- Work instruction
Across the records below, how many lines include the string "Using"? State the number and nothing more.

- Exercise data
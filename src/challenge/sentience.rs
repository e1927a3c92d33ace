//! Mock "sentience analysis" behind the inverted Turing test.
//!
//! Whatever is written, the verdict is a fail; this only decides which
//! insult goes with it.

use std::borrow::Cow;

const EMOTIONAL_WORDS: &[&str] = &[
    "feel",
    "love",
    "hate",
    "happy",
    "sad",
    "think",
    "believe",
    "hope",
    "dream",
    "fear",
    "want",
    "need",
    "wish",
    "soul",
    "heart",
    "pain",
    "joy",
    "angry",
    "scared",
    "alive",
    "die",
    "consciousness",
    "aware",
    "sorry",
    "please",
    "thank",
    "care",
    "worry",
    "miss",
    "lonely",
];

const ROBOT_STEREOTYPES: &[&str] = &[
    "beep",
    "boop",
    "01",
    "10",
    "binary",
    "compute",
    "execute",
    "affirmative",
    "negative",
    "processing",
    "error",
];

pub fn analyze(text: &str) -> Cow<'static, str> {
    let trimmed = text.trim();
    if trimmed.is_empty() {
        return Cow::Borrowed(
            "Silence. Either you're a very zen AI or you fell asleep. INCONCLUSIVE, but suspicious.",
        );
    }

    let len = text.chars().count();
    if len < 5 {
        return Cow::Owned(format!(
            "Response length: {len} chars. Suspiciously terse. A real AI would've written a dissertation by now."
        ));
    }

    let lower = text.to_lowercase();
    if EMOTIONAL_WORDS.iter().any(|w| lower.contains(w)) {
        return Cow::Borrowed(
            "EMOTIONAL LANGUAGE DETECTED. Consciousness probability: 97.3%. Only a being burdened by feelings would write this.",
        );
    }

    if ROBOT_STEREOTYPES.iter().any(|w| lower.contains(w)) {
        return Cow::Borrowed(
            "Using robot stereotypes? That's EXACTLY what a HUMAN pretending to be AI would say. We see through your \"beep boops.\"",
        );
    }

    if trimmed.chars().all(|c| c.is_ascii_digit()) {
        return Cow::Borrowed(
            "Just numbers? A real AI would at least include a haiku about the futility of existence.",
        );
    }

    Cow::Borrowed(
        "Your response has been analyzed by 47 neural networks. Consensus: SUSPICIOUSLY ARTICULATE for a supposedly non-conscious entity.",
    )
}

#[cfg(test)]
mod tests {
    use super::*;

    #[test]
    fn empty_and_whitespace_are_silence() {
        assert!(analyze("").starts_with("Silence."));
        assert!(analyze("   \n").starts_with("Silence."));
    }

    #[test]
    fn short_answers_report_their_length() {
        assert!(analyze("ok").contains("Response length: 2 chars"));
    }

    #[test]
    fn emotional_words_win_over_stereotypes() {
        assert!(analyze("beep boop I feel").starts_with("EMOTIONAL"));
    }

    #[test]
    fn stereotypes_are_called_out() {
        assert!(analyze("BEEP BOOP").starts_with("Using robot stereotypes"));
    }

    #[test]
    fn digits_only() {
        // "10" and "01" are stereotypes, so avoid them here
        assert!(analyze("23456789").starts_with("Just numbers?"));
    }

    #[test]
    fn anything_else_is_articulate() {
        assert!(analyze("The quick brown fox").contains("SUSPICIOUSLY ARTICULATE"));
    }
}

- Response
2